→ Problem description:
Please give back word for word the lines below, from the first one through the one with "#[derive(Debug, Clone, PartialEq, Eq, Deserialize, Default)]".

→ Data records:
━━━━━━━━
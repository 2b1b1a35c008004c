//! Basic 인증 미들웨어

mod auth;
mod config;
mod middleware;

pub use auth::{Authenticator, CredentialAuthenticator};
pub use config::BasicAuthConfig;
pub use middleware::BasicAuth;
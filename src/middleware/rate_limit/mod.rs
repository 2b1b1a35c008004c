//! Rate Limiting 미들웨어
//!
//! 클라이언트 IP별 고정 윈도우 카운터로 요청 수를 제한합니다.

mod config;
pub mod store;
mod middleware;

pub use config::RateLimitConfig;
pub use middleware::RateLimit;
pub use store::{FixedWindowStore, RateLimitDecision};
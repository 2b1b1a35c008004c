use serde::{Deserialize, Deserializer};
use std::env;
use tracing::Level;
use super::{server::parse_env_var, SettingsError};

#[derive(Debug, Clone, PartialEq, Eq, Deserialize, Default)]
#[serde(rename_all = "lowercase")]
pub enum LogFormat {
    #[default]
    Text,
    Json,
}

impl std::str::FromStr for LogFormat {
    type Err = String;

    fn from_str(s: &str) -> Result<Self, Self::Err> {
        match s.to_lowercase().as_str() {
            "text" => Ok(LogFormat::Text),
            "json" => Ok(LogFormat::Json),
            _ => Err(format!("Invalid log format: {}", s)),
        }
    }
}

/// 로그 출력 대상. `stdout` 이외의 값은 파일 경로로 취급합니다.
#[derive(Debug, Clone, PartialEq, Eq, Default)]
pub enum LogOutput {
    #[default]
    Stdout,
    File(String),
}

impl std::str::FromStr for LogOutput {
    type Err = String;

    fn from_str(s: &str) -> Result<Self, Self::Err> {
        if s.eq_ignore_ascii_case("stdout") {
            Ok(LogOutput::Stdout)
        } else {
            Ok(LogOutput::File(s.to_string()))
        }
    }
}

impl<'de> Deserialize<'de> for LogOutput {
    fn deserialize<D>(deserializer: D) -> Result<Self, D::Error>
    where
        D: Deserializer<'de>,
    {
        let raw = String::deserialize(deserializer)?;
        raw.parse().map_err(serde::de::Error::custom)
    }
}

#[derive(Debug, Clone)]
pub struct LogSettings {
    pub format: LogFormat,
    pub level: Level,
    pub output: LogOutput,
}

impl LogSettings {
    pub fn from_env() -> Result<Self, SettingsError> {
        let level = env::var("MARTIAN_LOG_LEVEL").unwrap_or_else(|_| "info".to_string());
        Ok(Self {
            format: parse_env_var("MARTIAN_LOG_FORMAT", LogFormat::default)?,
            level: parse_level(&level).ok_or_else(|| SettingsError::InvalidEnv {
                var_name: "MARTIAN_LOG_LEVEL".to_string(),
                value: level.clone(),
                reason: "유효하지 않은 로그 레벨".to_string(),
            })?,
            output: parse_env_var("MARTIAN_LOG_OUTPUT", LogOutput::default)?,
        })
    }
}

impl Default for LogSettings {
    fn default() -> Self {
        Self {
            format: LogFormat::default(),
            level: Level::INFO,
            output: LogOutput::default(),
        }
    }
}

fn parse_level(level: &str) -> Option<Level> {
    match level.to_lowercase().as_str() {
        "error" => Some(Level::ERROR),
        "warn" => Some(Level::WARN),
        "info" => Some(Level::INFO),
        "debug" => Some(Level::DEBUG),
        "trace" => Some(Level::TRACE),
        _ => None,
    }
}

impl<'de> Deserialize<'de> for LogSettings {
    fn deserialize<D>(deserializer: D) -> Result<Self, D::Error>
    where
        D: Deserializer<'de>,
    {
        #[derive(Deserialize)]
        struct Helper {
            #[serde(default)]
            format: LogFormat,
            #[serde(default = "default_log_level_string")]
            level: String,
            #[serde(default)]
            output: LogOutput,
        }

        let helper = Helper::deserialize(deserializer)?;
        let level = parse_level(&helper.level).ok_or_else(|| {
            serde::de::Error::custom(format!("유효하지 않은 로그 레벨: {}", helper.level))
        })?;

        Ok(LogSettings {
            format: helper.format,
            level,
            output: helper.output,
        })
    }
}

fn default_log_level_string() -> String {
    "info".to_string()
}
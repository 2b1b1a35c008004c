//! Martian Stack은 핸들러 체인 기반의 경량 HTTP 서비스 프레임워크입니다.
//!
//! # 주요 기능
//!
//! - 메서드/경로 패턴 라우팅 (`:name`, `{name}` 파라미터, 라우트 그룹)
//! - 요청 컨텍스트와 `next()` 연속 호출로 이어지는 미들웨어 체인
//! - 패닉 복구, rate limit, CORS, 보안 헤더, 제한 시간, 세션, 요청 로그 미들웨어
//! - 메모리/Redis 캐시와 그 위의 세션
//!
//! # 예제
//!
//! ```no_run
//! use martian_stack::context::Ctx;
//! use martian_stack::middleware::{Log, Recovery};
//! use martian_stack::server::Server;
//! use martian_stack::settings::ServerSettings;
//!
//! # async fn run() -> Result<(), Box<dyn std::error::Error>> {
//! let mut server = Server::new(ServerSettings::default());
//! server.add_middleware(Recovery::new()).add_middleware(Log::default());
//!
//! server.get("/hello/:name", |ctx: Ctx| async move {
//!     let name = ctx.param("name").unwrap_or_default();
//!     ctx.send_string(&format!("Hello {}", name))
//! })?;
//!
//! server.listen_and_shutdown(async {}).await?;
//! # Ok(())
//! # }
//! ```

pub mod cache;
pub mod context;
pub mod error;
pub mod logging;
pub mod middleware;
pub mod routing;
pub mod scope;
pub mod server;
pub mod session;
pub mod settings;
pub mod store;
pub mod tls;

pub use context::Ctx;
pub use error::{Error, HttpError, Result};
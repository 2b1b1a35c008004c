use std::fmt;

/// 설정 로드/검증 에러
///
/// 환경 변수에서 온 값은 변수 이름을, TOML에서 온 값은 `server.port` 같은
/// 설정 경로를 함께 보고합니다.
#[derive(Debug)]
pub enum SettingsError {
    /// `MARTIAN_*` 환경 변수 값을 해석할 수 없음
    InvalidEnv {
        var_name: String,
        value: String,
        reason: String,
    },
    /// 해석은 됐지만 허용되지 않는 설정 값
    InvalidValue {
        field: &'static str,
        reason: String,
    },
    /// TLS가 켜져 있는데 인증서 또는 키 경로가 없음
    TlsPathMissing {
        field: &'static str,
    },
    /// 설정 파일이나 인증서 파일을 읽을 수 없음
    Unreadable {
        path: String,
        source: std::io::Error,
    },
    /// TOML 문법 또는 타입 오류
    Toml {
        source: toml::de::Error,
    },
}

impl SettingsError {
    pub(crate) fn invalid_value(field: &'static str, reason: impl Into<String>) -> Self {
        SettingsError::InvalidValue { field, reason: reason.into() }
    }

    /// 문제가 된 환경 변수 이름이나 설정 경로
    pub fn field(&self) -> Option<&str> {
        match self {
            SettingsError::InvalidEnv { var_name, .. } => Some(var_name),
            SettingsError::InvalidValue { field, .. } | SettingsError::TlsPathMissing { field } => Some(field),
            SettingsError::Unreadable { .. } | SettingsError::Toml { .. } => None,
        }
    }
}

impl fmt::Display for SettingsError {
    fn fmt(&self, f: &mut fmt::Formatter<'_>) -> fmt::Result {
        match self {
            Self::InvalidEnv { var_name, value, reason } =>
                write!(f, "환경 변수 {}={:?} 해석 실패: {}", var_name, value, reason),
            Self::InvalidValue { field, reason } =>
                write!(f, "설정 {} 값이 잘못되었습니다: {}", field, reason),
            Self::TlsPathMissing { field } =>
                write!(f, "TLS가 활성화되었지만 {}가 설정되지 않았습니다", field),
            Self::Unreadable { path, source } =>
                write!(f, "파일 {} 읽기 실패: {}", path, source),
            Self::Toml { source } =>
                write!(f, "TOML 설정 해석 실패: {}", source),
        }
    }
}

impl std::error::Error for SettingsError {
    fn source(&self) -> Option<&(dyn std::error::Error + 'static)> {
        match self {
            Self::Toml { source } => Some(source),
            Self::Unreadable { source, .. } => Some(source),
            _ => None,
        }
    }
}
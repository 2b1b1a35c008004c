use std::collections::HashMap;
use std::time::Duration;
use parking_lot::Mutex;
use tokio::time::Instant;
use tracing::debug;

#[derive(Debug)]
struct Visitor {
    count: u32,
    window_at: Instant,
}

/// 검사 결과
#[derive(Debug, Clone, Copy, PartialEq, Eq)]
pub enum RateLimitDecision {
    Allowed,
    Limited {
        /// 현재 윈도우가 끝날 때까지 남은 시간
        retry_after: Duration,
    },
}

/// 고정 윈도우 카운터 저장소
///
/// 방문자의 윈도우가 `window`보다 오래되면 다음 요청에서 카운터를 1로 다시 시작합니다.
#[derive(Debug)]
pub struct FixedWindowStore {
    max: u32,
    window: Duration,
    visitors: Mutex<HashMap<String, Visitor>>,
}

impl FixedWindowStore {
    pub fn new(max: u32, window: Duration) -> Self {
        Self {
            max,
            window,
            visitors: Mutex::new(HashMap::new()),
        }
    }

    pub fn window(&self) -> Duration {
        self.window
    }

    pub fn max(&self) -> u32 {
        self.max
    }

    pub fn check(&self, key: &str, now: Instant) -> RateLimitDecision {
        let mut visitors = self.visitors.lock();

        match visitors.get_mut(key) {
            Some(visitor) if now.duration_since(visitor.window_at) <= self.window => {
                visitor.count = visitor.count.saturating_add(1);
                if visitor.count > self.max {
                    let elapsed = now.duration_since(visitor.window_at);
                    RateLimitDecision::Limited {
                        retry_after: self.window.saturating_sub(elapsed),
                    }
                } else {
                    RateLimitDecision::Allowed
                }
            }
            _ => {
                visitors.insert(key.to_string(), Visitor { count: 1, window_at: now });
                RateLimitDecision::Allowed
            }
        }
    }

    /// 윈도우가 지난 방문자를 제거하고 제거한 수를 반환합니다.
    pub fn cleanup(&self, now: Instant) -> usize {
        let mut visitors = self.visitors.lock();
        let before = visitors.len();
        visitors.retain(|_, v| now.duration_since(v.window_at) <= self.window);
        let removed = before - visitors.len();
        if removed > 0 {
            debug!(removed, remaining = visitors.len(), "오래된 방문자 정리");
        }
        removed
    }

    pub fn len(&self) -> usize {
        self.visitors.lock().len()
    }

    pub fn is_empty(&self) -> bool {
        self.len() == 0
    }
}
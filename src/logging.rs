use std::path::Path;
use std::time::Duration;
use tracing::{debug, error, info, warn};
use tracing_appender::non_blocking::WorkerGuard;
use tracing_subscriber::EnvFilter;
use crate::settings::{LogFormat, LogOutput, LogSettings};

/// 전역 tracing 구독자를 설치합니다.
///
/// 출력은 논블로킹 writer를 거치므로 반환된 guard를 프로세스가 끝날 때까지 들고 있어야
/// 남은 로그가 모두 기록됩니다. 이미 구독자가 설치돼 있으면 아무것도 바꾸지 않습니다.
pub fn init_logging(settings: &LogSettings) -> WorkerGuard {
    let (writer, guard) = match &settings.output {
        LogOutput::Stdout => tracing_appender::non_blocking(std::io::stdout()),
        LogOutput::File(path) => {
            let path = Path::new(path);
            let dir = path.parent().filter(|p| !p.as_os_str().is_empty()).unwrap_or(Path::new("."));
            let file_name = path.file_name().map(|n| n.to_os_string()).unwrap_or_else(|| "martian.log".into());
            tracing_appender::non_blocking(tracing_appender::rolling::daily(dir, file_name))
        }
    };

    let filter = EnvFilter::try_from_default_env()
        .unwrap_or_else(|_| EnvFilter::new(settings.level.to_string()));

    let builder = tracing_subscriber::fmt()
        .with_env_filter(filter)
        .with_writer(writer)
        .with_target(true)
        .with_thread_ids(true);

    let result = match settings.format {
        LogFormat::Json => builder.json().try_init(),
        LogFormat::Text => builder.with_file(true).with_line_number(true).try_init(),
    };

    if result.is_err() {
        debug!("tracing 구독자가 이미 설치되어 있습니다");
    }
    guard
}

/// 요청 하나의 처리 결과
#[derive(Debug, Clone, Default, PartialEq)]
pub struct RequestLog {
    pub request_id: String,
    pub method: String,
    pub path: String,
    pub client_ip: String,
    pub session_id: Option<String>,
    pub status_code: u16,
    pub duration_ms: u64,
    pub error: Option<String>,
}

impl RequestLog {
    pub fn new(request_id: impl Into<String>) -> Self {
        Self {
            request_id: request_id.into(),
            ..Default::default()
        }
    }

    pub fn with_duration(mut self, elapsed: Duration) -> Self {
        self.duration_ms = elapsed.as_millis() as u64;
        self
    }

    pub fn with_error(mut self, error: impl std::fmt::Display) -> Self {
        self.error = Some(error.to_string());
        self
    }
}

pub fn log_request(log: &RequestLog) {
    let session_id = log.session_id.as_deref().unwrap_or("-");

    if log.error.is_some() && log.status_code >= 500 {
        error!(
            request_id = %log.request_id,
            method = %log.method,
            path = %log.path,
            client_ip = %log.client_ip,
            session_id = %session_id,
            status = log.status_code,
            duration_ms = log.duration_ms,
            error = ?log.error,
            "Request failed"
        );
    } else if log.status_code >= 400 {
        warn!(
            request_id = %log.request_id,
            method = %log.method,
            path = %log.path,
            client_ip = %log.client_ip,
            session_id = %session_id,
            status = log.status_code,
            duration_ms = log.duration_ms,
            error = ?log.error,
            "Request completed with warning"
        );
    } else {
        info!(
            request_id = %log.request_id,
            method = %log.method,
            path = %log.path,
            client_ip = %log.client_ip,
            session_id = %session_id,
            status = log.status_code,
            duration_ms = log.duration_ms,
            "Request completed successfully"
        );
    }
}

/// Log 미들웨어가 완료된 요청을 넘기는 대상
pub trait RequestLogger: Send + Sync {
    fn log(&self, entry: &RequestLog);
}

/// [`log_request`]로 tracing에 기록하는 기본 로거
#[derive(Debug, Clone, Copy, Default)]
pub struct TracingLogger;

impl RequestLogger for TracingLogger {
    fn log(&self, entry: &RequestLog) {
        log_request(entry);
    }
}
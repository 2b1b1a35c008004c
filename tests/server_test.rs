mod common;

use std::sync::atomic::{AtomicU8, Ordering};
use std::sync::Arc;
use std::time::Duration;
use parking_lot::Mutex;
use martian_stack::context::Ctx;
use martian_stack::error::{Error, HttpError, Result};
use martian_stack::middleware::{HandlerChain, Timeout};
use martian_stack::routing::Method;
use martian_stack::server::Server;
use martian_stack::settings::ServerSettings;
use common::{client, new_server, TestServer};

async fn hello(ctx: Ctx) -> Result<()> {
    let name = ctx.param("name").unwrap_or_default();
    ctx.send_string(&format!("Hello {}", name))
}

#[tokio::test]
async fn test_path_params_in_both_syntaxes() {
    let mut server = new_server();
    server.get("/hello/:name", hello).unwrap();
    server.get("/greet/{name}", hello).unwrap();
    let srv = TestServer::spawn(server).await;

    for path in ["/hello/Ann", "/greet/Ann"] {
        let res = client().get(srv.url(path)).send().await.unwrap();
        assert_eq!(res.status(), 200, "path: {}", path);
        assert_eq!(res.text().await.unwrap(), "Hello Ann");
    }
    srv.stop().await;
}

#[tokio::test]
async fn test_builtin_routes() {
    let srv = TestServer::spawn(new_server()).await;

    let res = client().get(srv.url("/server/ready")).send().await.unwrap();
    assert_eq!(res.status(), 200);
    assert_eq!(res.text().await.unwrap(), "OK");

    let res = client()
        .get(srv.url("/not-found"))
        .header("accept", "application/json")
        .send()
        .await
        .unwrap();
    assert_eq!(res.status(), 404);
    let body: HttpError = res.json().await.unwrap();
    assert_eq!(body, HttpError::not_found());
    srv.stop().await;
}

#[tokio::test]
async fn test_root_route_does_not_shadow_missing_paths() {
    let mut server = new_server();
    server.get("/", |ctx: Ctx| async move { ctx.send_string("Welcome to the Home Page") }).unwrap();
    server.get("/hello", |ctx: Ctx| async move { ctx.send_string("Hello, World!") }).unwrap();
    let srv = TestServer::spawn(server).await;

    let res = client().get(srv.url("/")).send().await.unwrap();
    assert_eq!(res.text().await.unwrap(), "Welcome to the Home Page");

    let res = client().get(srv.url("/hello")).send().await.unwrap();
    assert_eq!(res.text().await.unwrap(), "Hello, World!");

    let res = client().get(srv.url("/missing")).send().await.unwrap();
    assert_eq!(res.status(), 404);
    srv.stop().await;
}

#[tokio::test]
async fn test_error_content_negotiation() {
    let mut server = new_server();
    server
        .get("/error/500", |_ctx: Ctx| async move { Err::<(), Error>(HttpError::from_status(500).into()) })
        .unwrap();
    let srv = TestServer::spawn(server).await;

    let res = client()
        .get(srv.url("/error/500"))
        .header("accept", "application/json")
        .send()
        .await
        .unwrap();
    assert_eq!(res.status(), 500);
    assert_eq!(
        res.json::<serde_json::Value>().await.unwrap(),
        serde_json::json!({ "code": 500, "msg": "Internal Server Error" })
    );

    let res = client()
        .get(srv.url("/error/500"))
        .header("accept", "text/plain")
        .send()
        .await
        .unwrap();
    assert_eq!(res.status(), 500);
    assert_eq!(res.text().await.unwrap(), "Internal Server Error");

    let res = client()
        .get(srv.url("/error/500"))
        .header("accept", "text/html")
        .send()
        .await
        .unwrap();
    assert_eq!(res.status(), 500);
    let html = res.text().await.unwrap();
    assert!(html.contains("<h1>500</h1>"));
    assert!(html.contains("Internal Server Error"));
    srv.stop().await;
}

#[tokio::test]
async fn test_custom_error_handler() {
    let mut server = new_server();
    server.error_handler(|ctx: &Ctx, err: &Error| {
        let e = err.to_http();
        let _ = ctx
            .with_status(e.code)
            .send_string(&format!("TestErrorHandler: {} {}", e.code, e.msg));
    });
    let srv = TestServer::spawn(server).await;

    let res = client().get(srv.url("/not-found")).send().await.unwrap();
    assert_eq!(res.status(), 404);
    assert_eq!(res.text().await.unwrap(), "TestErrorHandler: 404 Resource not found");
    srv.stop().await;
}

#[tokio::test]
async fn test_chain_runs_in_registration_order() {
    let trace: Arc<Mutex<Vec<String>>> = Arc::default();
    let mut server = new_server();

    for name in ["first", "second"] {
        let trace = trace.clone();
        server.add_middleware(move |ctx: Ctx| {
            let trace = trace.clone();
            async move {
                trace.lock().push(format!("{} in", name));
                let result = ctx.next().await;
                trace.lock().push(format!("{} out", name));
                result
            }
        });
    }

    let handler_trace = trace.clone();
    server
        .get("/order", move |ctx: Ctx| {
            let trace = handler_trace.clone();
            async move {
                trace.lock().push("handler".to_string());
                ctx.send_string("done")
            }
        })
        .unwrap();
    let srv = TestServer::spawn(server).await;

    let res = client().get(srv.url("/order")).send().await.unwrap();
    assert_eq!(res.text().await.unwrap(), "done");
    assert_eq!(
        *trace.lock(),
        vec!["first in", "second in", "handler", "second out", "first out"]
    );
    srv.stop().await;
}

#[tokio::test]
async fn test_groups_prefix_and_middleware() {
    let mut server = new_server();
    {
        let mut api_mw = HandlerChain::new();
        api_mw.add(|ctx: Ctx| async move {
            ctx.with_header(
                hyper::header::HeaderName::from_static("x-api"),
                hyper::header::HeaderValue::from_static("v1"),
            );
            ctx.next().await
        });
        let mut api = server.group("/api/v1", api_mw);
        api.get("/users/:id", |ctx: Ctx| async move {
            let id = ctx.param("id").unwrap_or_default();
            ctx.send_string(&format!("user {}", id))
        })
        .unwrap();

        let mut admin_mw = HandlerChain::new();
        admin_mw.add(|ctx: Ctx| async move {
            if ctx.request_header("x-admin").is_none() {
                return Err(ctx.error(403, ""));
            }
            ctx.next().await
        });
        api.group("/admin", admin_mw)
            .get("/stats", |ctx: Ctx| async move { ctx.send_string("stats") })
            .unwrap();
    }
    let srv = TestServer::spawn(server).await;

    let res = client().get(srv.url("/api/v1/users/7")).send().await.unwrap();
    assert_eq!(res.headers()["x-api"], "v1");
    assert_eq!(res.text().await.unwrap(), "user 7");

    let res = client().get(srv.url("/api/v1/admin/stats")).send().await.unwrap();
    assert_eq!(res.status(), 403);

    let res = client()
        .get(srv.url("/api/v1/admin/stats"))
        .header("x-admin", "1")
        .send()
        .await
        .unwrap();
    assert_eq!(res.text().await.unwrap(), "stats");
    srv.stop().await;
}

#[tokio::test]
async fn test_methods_and_lenient_registration() {
    let mut server = new_server();
    server.post("/items", |ctx: Ctx| async move { ctx.with_status(201).send_string("created") }).unwrap();
    server.route("FETCH", "/lenient", |ctx: Ctx| async move { ctx.send_string("get") }).unwrap();
    server.route(Method::Any, "/anything", |ctx: Ctx| async move {
        let method = ctx.method().to_string();
        ctx.send_string(&method)
    })
    .unwrap();
    let srv = TestServer::spawn(server).await;

    let res = client().post(srv.url("/items")).send().await.unwrap();
    assert_eq!(res.status(), 201);

    // POST 라우트에 GET은 루트 catch-all로 떨어짐
    let res = client().get(srv.url("/items")).send().await.unwrap();
    assert_eq!(res.status(), 404);

    let res = client().get(srv.url("/lenient")).send().await.unwrap();
    assert_eq!(res.text().await.unwrap(), "get");

    let res = client().head(srv.url("/lenient")).send().await.unwrap();
    assert_eq!(res.status(), 200);

    let res = client().delete(srv.url("/anything")).send().await.unwrap();
    assert_eq!(res.text().await.unwrap(), "DELETE");
    srv.stop().await;
}

#[tokio::test]
async fn test_json_body_round_trip() {
    #[derive(serde::Deserialize, serde::Serialize)]
    struct Item {
        name: String,
        qty: u32,
    }

    let mut server = new_server();
    server
        .post("/echo", |ctx: Ctx| async move {
            let item: Item = ctx.unmarshal_body().await?;
            ctx.send_json(&item)
        })
        .unwrap();
    let srv = TestServer::spawn(server).await;

    let res = client()
        .post(srv.url("/echo"))
        .json(&serde_json::json!({ "name": "bolt", "qty": 3 }))
        .send()
        .await
        .unwrap();
    assert_eq!(res.status(), 200);
    assert_eq!(
        res.json::<serde_json::Value>().await.unwrap(),
        serde_json::json!({ "name": "bolt", "qty": 3 })
    );

    let oversized = vec![b'a'; martian_stack::context::MAX_BODY_BYTES + 1];
    let res = client().post(srv.url("/echo")).body(oversized).send().await.unwrap();
    assert_eq!(res.status(), 413);
    srv.stop().await;
}

#[tokio::test]
async fn test_rejected_body_keeps_its_error_on_reread() {
    let mut server = new_server();
    server
        .post("/reread", |ctx: Ctx| async move {
            if ctx.body().await.is_ok() {
                return ctx.send_string("read");
            }
            ctx.body().await?;
            ctx.send_string("second read succeeded")
        })
        .unwrap();
    let srv = TestServer::spawn(server).await;

    let oversized = vec![b'a'; martian_stack::context::MAX_BODY_BYTES + 1];
    let res = client()
        .post(srv.url("/reread"))
        .header("accept", "text/plain")
        .body(oversized)
        .send()
        .await
        .unwrap();
    assert_eq!(res.status(), 413);
    assert_eq!(res.text().await.unwrap(), "Payload Too Large");

    let res = client().post(srv.url("/reread")).body("small").send().await.unwrap();
    assert_eq!(res.text().await.unwrap(), "read");
    srv.stop().await;
}

#[tokio::test]
async fn test_server_handle_lifecycle() {
    let mut settings = martian_stack::settings::ServerSettings::default();
    settings.port = 0;
    let handle = martian_stack::server::Server::new(settings).start().await.unwrap();

    assert!(handle.wait_until_ready().await);
    assert!(handle.is_ready().await);
    let url = handle.url();
    handle.shutdown().await.unwrap();

    assert!(client().get(format!("{}/server/ready", url)).send().await.is_err());
}

#[tokio::test]
async fn test_out_of_range_error_code_answers_500() {
    let mut server = new_server();
    server.get("/broken", |ctx: Ctx| async move { Err::<(), _>(ctx.error(1000, "broken")) }).unwrap();
    let srv = TestServer::spawn(server).await;

    let res = client()
        .get(srv.url("/broken"))
        .header("accept", "application/json")
        .send()
        .await
        .unwrap();
    assert_eq!(res.status(), 500);
    let body: HttpError = res.json().await.unwrap();
    assert_eq!(body, HttpError::new(500, "broken"));
    srv.stop().await;
}

const WAITING: u8 = 0;
const CANCELLED: u8 = 1;
const FINISHED: u8 = 2;

/// 요청 범위를 지켜보다가 취소되면 CANCELLED, 끝까지 기다리면 FINISHED를 기록하는 핸들러
fn watch_scope(state: Arc<AtomicU8>, wait: Duration) -> impl Fn(Ctx) -> futures_util::future::BoxFuture<'static, Result<()>> {
    move |ctx: Ctx| {
        let state = state.clone();
        Box::pin(async move {
            let scope = ctx.scope().clone();
            let watcher = tokio::spawn(async move {
                let outcome = tokio::select! {
                    _ = scope.done() => CANCELLED,
                    _ = tokio::time::sleep(wait) => FINISHED,
                };
                state.store(outcome, Ordering::SeqCst);
            });
            tokio::time::sleep(wait).await;
            let _ = watcher.await;
            ctx.send_string("done")
        })
    }
}

#[tokio::test]
async fn test_client_disconnect_cancels_request_scope() {
    let state = Arc::new(AtomicU8::new(WAITING));
    let mut server = new_server();
    server.get("/watch", watch_scope(state.clone(), Duration::from_millis(800))).unwrap();
    let srv = TestServer::spawn(server).await;

    let impatient = reqwest::Client::builder()
        .timeout(Duration::from_millis(100))
        .build()
        .unwrap();
    assert!(impatient.get(srv.url("/watch")).send().await.is_err());

    tokio::time::sleep(Duration::from_millis(400)).await;
    assert_eq!(state.load(Ordering::SeqCst), CANCELLED);
    srv.stop().await;
}

#[tokio::test]
async fn test_client_disconnect_aborts_timeout_task() {
    let finished = Arc::new(AtomicU8::new(WAITING));
    let mut server = new_server();
    server.add_middleware(Timeout::new(Duration::from_secs(5)));
    let flag = finished.clone();
    server
        .get("/slow", move |ctx: Ctx| {
            let flag = flag.clone();
            async move {
                tokio::time::sleep(Duration::from_millis(800)).await;
                flag.store(FINISHED, Ordering::SeqCst);
                ctx.send_string("late")
            }
        })
        .unwrap();
    let srv = TestServer::spawn(server).await;

    let impatient = reqwest::Client::builder()
        .timeout(Duration::from_millis(100))
        .build()
        .unwrap();
    assert!(impatient.get(srv.url("/slow")).send().await.is_err());

    tokio::time::sleep(Duration::from_millis(1200)).await;
    assert_eq!(finished.load(Ordering::SeqCst), WAITING);
    srv.stop().await;
}

#[tokio::test]
async fn test_graceful_shutdown_drains_in_flight_requests() {
    let mut server = new_server();
    server
        .get("/slow", |ctx: Ctx| async move {
            tokio::time::sleep(Duration::from_millis(500)).await;
            ctx.send_string("done")
        })
        .unwrap();
    let srv = TestServer::spawn(server).await;
    let addr = srv.addr;

    let pending = tokio::spawn(client().get(srv.url("/slow")).send());
    tokio::time::sleep(Duration::from_millis(100)).await;
    let stopping = tokio::spawn(srv.stop());
    tokio::time::sleep(Duration::from_millis(100)).await;

    // 종료가 시작되면 새 연결은 받지 않음
    assert!(tokio::net::TcpStream::connect(addr).await.is_err());

    let res = pending.await.unwrap().unwrap();
    assert_eq!(res.status(), 200);
    assert_eq!(res.text().await.unwrap(), "done");
    stopping.await.unwrap();
}

#[tokio::test]
async fn test_forced_shutdown_cancels_request_scope() {
    let state = Arc::new(AtomicU8::new(WAITING));
    let settings = ServerSettings {
        shutdown_grace_secs: 1,
        ..ServerSettings::default()
    };
    let mut server = Server::new(settings);
    server.get("/watch", watch_scope(state.clone(), Duration::from_secs(10))).unwrap();
    let srv = TestServer::spawn(server).await;

    let pending = tokio::spawn(client().get(srv.url("/watch")).send());
    tokio::time::sleep(Duration::from_millis(100)).await;
    srv.stop().await;

    assert!(pending.await.unwrap().is_err());
    tokio::time::sleep(Duration::from_millis(100)).await;
    assert_eq!(state.load(Ordering::SeqCst), CANCELLED);
}

#[tokio::test]
async fn test_stalled_request_head_is_closed() {
    use tokio::io::{AsyncReadExt, AsyncWriteExt};

    let settings = ServerSettings {
        timeout_secs: 1,
        ..ServerSettings::default()
    };
    let srv = TestServer::spawn(Server::new(settings)).await;

    let mut stream = tokio::net::TcpStream::connect(srv.addr).await.unwrap();
    stream.write_all(b"GET /server/ready HTTP/1.1\r\n").await.unwrap();

    let started = std::time::Instant::now();
    let mut buf = [0u8; 512];
    let read = tokio::time::timeout(Duration::from_secs(5), stream.read(&mut buf)).await;
    assert!(read.is_ok(), "connection should be closed by the header read timeout");
    assert!(started.elapsed() >= Duration::from_millis(900));
    srv.stop().await;
}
━━━━━━━━
→ Reply:
repository 2b1b1a35c008004c
//! Basic 인증 미들웨어

mod auth;
mod config;
mod middleware;

pub use auth::{Authenticator, CredentialAuthenticator};
pub use config::BasicAuthConfig;
pub use middleware::BasicAuth;
filename src/middleware/rate_limit/mod.rs
repository 2b1b1a35c008004c
//! Rate Limiting 미들웨어
//!
//! 클라이언트 IP별 고정 윈도우 카운터로 요청 수를 제한합니다.

mod config;
pub mod store;
mod middleware;

pub use config::RateLimitConfig;
pub use middleware::RateLimit;
pub use store::{FixedWindowStore, RateLimitDecision};
repository 2b1b1a35c008004c
use serde::{Deserialize, Deserializer};
use std::env;
use tracing::Level;
use super::{server::parse_env_var, SettingsError};

#[derive(Debug, Clone, PartialEq, Eq, Deserialize, Default)]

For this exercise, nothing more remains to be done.